> _Data excerpts_:
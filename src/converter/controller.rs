//! # Job Controller
//!
//! Possiede il ciclo di vita di UNA conversione alla volta: avvia il worker
//! della pipeline e lo stimatore del progresso, li attende entrambi e
//! pubblica un unico esito. Stato e progresso sono esposti solo tramite
//! canali `watch`: chi osserva legge snapshot, non muta mai lo stato.

use crate::config::Config;
use crate::converter::estimator::{ProgressEstimator, ThroughputModel};
use crate::converter::pipeline::Pipeline;
use crate::error::{JobError, StartError};
use crate::file_manager::FileManager;
use crate::provisioner::ToolProvisioner;
use anyhow::Result;
use std::future::Future;
use std::path::PathBuf;
use std::pin::Pin;
use std::sync::atomic::{AtomicBool, Ordering};
use std::sync::Arc;
use std::task::{Context, Poll};
use std::time::Instant;
use tokio::sync::{oneshot, watch};
use tokio_util::sync::CancellationToken;
use tracing::{error, info, warn};

/// Terminal result of a job
#[derive(Debug, Clone)]
pub enum JobOutcome {
    Succeeded { output: PathBuf },
    Cancelled,
    Failed(JobError),
}

impl JobOutcome {
    pub fn is_success(&self) -> bool {
        matches!(self, Self::Succeeded { .. })
    }

    pub fn is_cancelled(&self) -> bool {
        matches!(self, Self::Cancelled)
    }
}

/// Lifecycle of the controller's current job
#[derive(Debug, Clone, Default)]
pub enum JobState {
    #[default]
    Idle,
    Running,
    Cancelling,
    Terminated(JobOutcome),
}

impl JobState {
    /// Running or cancelling
    pub fn is_active(&self) -> bool {
        matches!(self, Self::Running | Self::Cancelling)
    }
}

/// The unit of work in flight
#[derive(Debug, Clone)]
pub struct ConversionJob {
    pub input_path: PathBuf,
    pub output_path: PathBuf,
    pub started_at: Instant,
}

/// Latest progress percentage, in [0, 100]
#[derive(Debug, Clone)]
pub struct ProgressFeed {
    rx: watch::Receiver<f64>,
}

impl ProgressFeed {
    pub fn current(&self) -> f64 {
        *self.rx.borrow()
    }

    /// Wait for the next published value; `None` once the controller is gone
    pub async fn changed(&mut self) -> Option<f64> {
        self.rx.changed().await.ok()?;
        Some(*self.rx.borrow_and_update())
    }
}

/// Resolves to the single outcome of a job
#[derive(Debug)]
pub struct ResultFuture {
    rx: oneshot::Receiver<JobOutcome>,
}

impl Future for ResultFuture {
    type Output = JobOutcome;

    fn poll(mut self: Pin<&mut Self>, cx: &mut Context<'_>) -> Poll<Self::Output> {
        Pin::new(&mut self.rx).poll(cx).map(|received| {
            received.unwrap_or_else(|_| {
                JobOutcome::Failed(JobError::WorkerLost("result channel closed".to_string()))
            })
        })
    }
}

/// Cooperative cancellation of one job.
///
/// Synchronous and idempotent; a no-op once the job has finished.
#[derive(Debug, Clone)]
pub struct CancelHandle {
    cancel: CancellationToken,
    finished: CancellationToken,
    state: Arc<watch::Sender<JobState>>,
}

impl CancelHandle {
    pub fn cancel(&self) {
        if self.finished.is_cancelled() {
            return;
        }
        self.cancel.cancel();

        let finished = &self.finished;
        self.state.send_if_modified(|state| {
            if !finished.is_cancelled() && matches!(state, JobState::Running) {
                *state = JobState::Cancelling;
                true
            } else {
                false
            }
        });
    }

    pub fn is_cancelled(&self) -> bool {
        self.cancel.is_cancelled()
    }
}

/// Caller-side view of a started job
#[derive(Debug)]
pub struct JobHandle {
    job: ConversionJob,
    progress: ProgressFeed,
    state: watch::Receiver<JobState>,
    result: ResultFuture,
    cancel: CancelHandle,
}

impl JobHandle {
    pub fn job(&self) -> &ConversionJob {
        &self.job
    }

    pub fn progress(&self) -> ProgressFeed {
        self.progress.clone()
    }

    /// Snapshot of the controller state
    pub fn state(&self) -> JobState {
        self.state.borrow().clone()
    }

    pub fn state_feed(&self) -> watch::Receiver<JobState> {
        self.state.clone()
    }

    pub fn cancel_handle(&self) -> CancelHandle {
        self.cancel.clone()
    }

    pub fn cancel(&self) {
        self.cancel.cancel();
    }

    pub async fn wait(self) -> JobOutcome {
        self.result.await
    }

    pub fn into_parts(self) -> (ProgressFeed, ResultFuture, CancelHandle) {
        (self.progress, self.result, self.cancel)
    }
}

/// Frees the controller when the job's supervisor is done with it
struct BusyGuard(Arc<AtomicBool>);

impl Drop for BusyGuard {
    fn drop(&mut self) {
        self.0.store(false, Ordering::Release);
    }
}

/// Runs at most one conversion at a time
pub struct JobController {
    config: Config,
    provisioner: ToolProvisioner,
    state: Arc<watch::Sender<JobState>>,
    progress: Arc<watch::Sender<f64>>,
    busy: Arc<AtomicBool>,
}

impl JobController {
    /// Crea un controller con il provisioner di default
    pub fn new(config: Config) -> Result<Self> {
        config.validate()?;
        let (state, _) = watch::channel(JobState::Idle);
        let (progress, _) = watch::channel(0.0);

        Ok(Self {
            config,
            provisioner: ToolProvisioner::new(),
            state: Arc::new(state),
            progress: Arc::new(progress),
            busy: Arc::new(AtomicBool::new(false)),
        })
    }

    pub fn with_provisioner(mut self, provisioner: ToolProvisioner) -> Self {
        self.provisioner = provisioner;
        self
    }

    pub fn config(&self) -> &Config {
        &self.config
    }

    pub fn state(&self) -> JobState {
        self.state.borrow().clone()
    }

    pub fn subscribe_state(&self) -> watch::Receiver<JobState> {
        self.state.subscribe()
    }

    pub fn subscribe_progress(&self) -> ProgressFeed {
        ProgressFeed {
            rx: self.progress.subscribe(),
        }
    }

    pub fn is_busy(&self) -> bool {
        self.busy.load(Ordering::Acquire)
    }

    /// Start converting `input_path` to a sibling `.gif`.
    ///
    /// Must be called from within a tokio runtime. Fails only when another
    /// job is still running; every other problem is reported through the
    /// job's outcome.
    pub fn start(&self, input_path: impl Into<PathBuf>) -> Result<JobHandle, StartError> {
        if self
            .busy
            .compare_exchange(false, true, Ordering::AcqRel, Ordering::Acquire)
            .is_err()
        {
            return Err(StartError::JobInFlight);
        }
        let guard = BusyGuard(self.busy.clone());

        let input_path = input_path.into();
        let job = ConversionJob {
            output_path: FileManager::output_path_for(&input_path),
            input_path,
            started_at: Instant::now(),
        };

        let cancel = CancellationToken::new();
        let finished = CancellationToken::new();
        let (result_tx, result_rx) = oneshot::channel();

        self.progress.send_replace(0.0);

        let handle = JobHandle {
            job: job.clone(),
            progress: self.subscribe_progress(),
            state: self.state.subscribe(),
            result: ResultFuture { rx: result_rx },
            cancel: CancelHandle {
                cancel: cancel.clone(),
                finished: finished.clone(),
                state: self.state.clone(),
            },
        };

        // Unsupported hosts fail before the job is ever Running
        if let Err(e) = self.provisioner.platform() {
            warn!("❌ Cannot convert {}: {}", job.input_path.display(), e);
            let outcome = JobOutcome::Failed(e.into());
            finished.cancel();
            self.state.send_replace(JobState::Terminated(outcome.clone()));
            drop(guard);
            let _ = result_tx.send(outcome);
            return Ok(handle);
        }

        info!(
            "🎬 Starting conversion: {} -> {}",
            job.input_path.display(),
            job.output_path.display()
        );
        self.state.send_replace(JobState::Running);

        let pipeline = Pipeline {
            input_path: job.input_path.clone(),
            output_path: job.output_path.clone(),
            work_dir: self.config.work_dir(),
            provisioner: self.provisioner.clone(),
            cancel: cancel.clone(),
        };
        let estimator = ProgressEstimator {
            input_path: job.input_path.clone(),
            started_at: job.started_at,
            interval: self.config.progress_interval(),
            model: ThroughputModel {
                reference_bytes: self.config.reference_bytes,
                reference_secs: self.config.reference_secs,
            },
        };
        let state = self.state.clone();
        let progress = self.progress.clone();

        tokio::spawn(async move {
            let worker = tokio::spawn(pipeline.run());
            let ticker = tokio::spawn(estimator.run(progress.clone(), cancel, finished.clone()));

            let outcome = match worker.await {
                Ok(outcome) => outcome,
                Err(e) => {
                    error!("Conversion worker panicked: {}", e);
                    JobOutcome::Failed(JobError::WorkerLost(e.to_string()))
                }
            };

            finished.cancel();
            if let Err(e) = ticker.await {
                warn!("Progress estimator stopped abnormally: {}", e);
            }

            progress.send_replace(0.0);
            state.send_replace(JobState::Terminated(outcome.clone()));
            drop(guard);
            let _ = result_tx.send(outcome);
        });

        Ok(handle)
    }
}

> _About this exercise_: In the entries above, find the line with "self.rx.changed().await.ok()?;" and the line with "type Output = JobOutcome;", then restate word for word both of them and every line between, with nothing more.

> _Solution to this exercise_:
        self.rx.changed().await.ok()?;
        Some(*self.rx.borrow_and_update())
    }
}

/// Resolves to the single outcome of a job
#[derive(Debug)]
pub struct ResultFuture {
    rx: oneshot::Receiver<JobOutcome>,
}

impl Future for ResultFuture {
    type Output = JobOutcome;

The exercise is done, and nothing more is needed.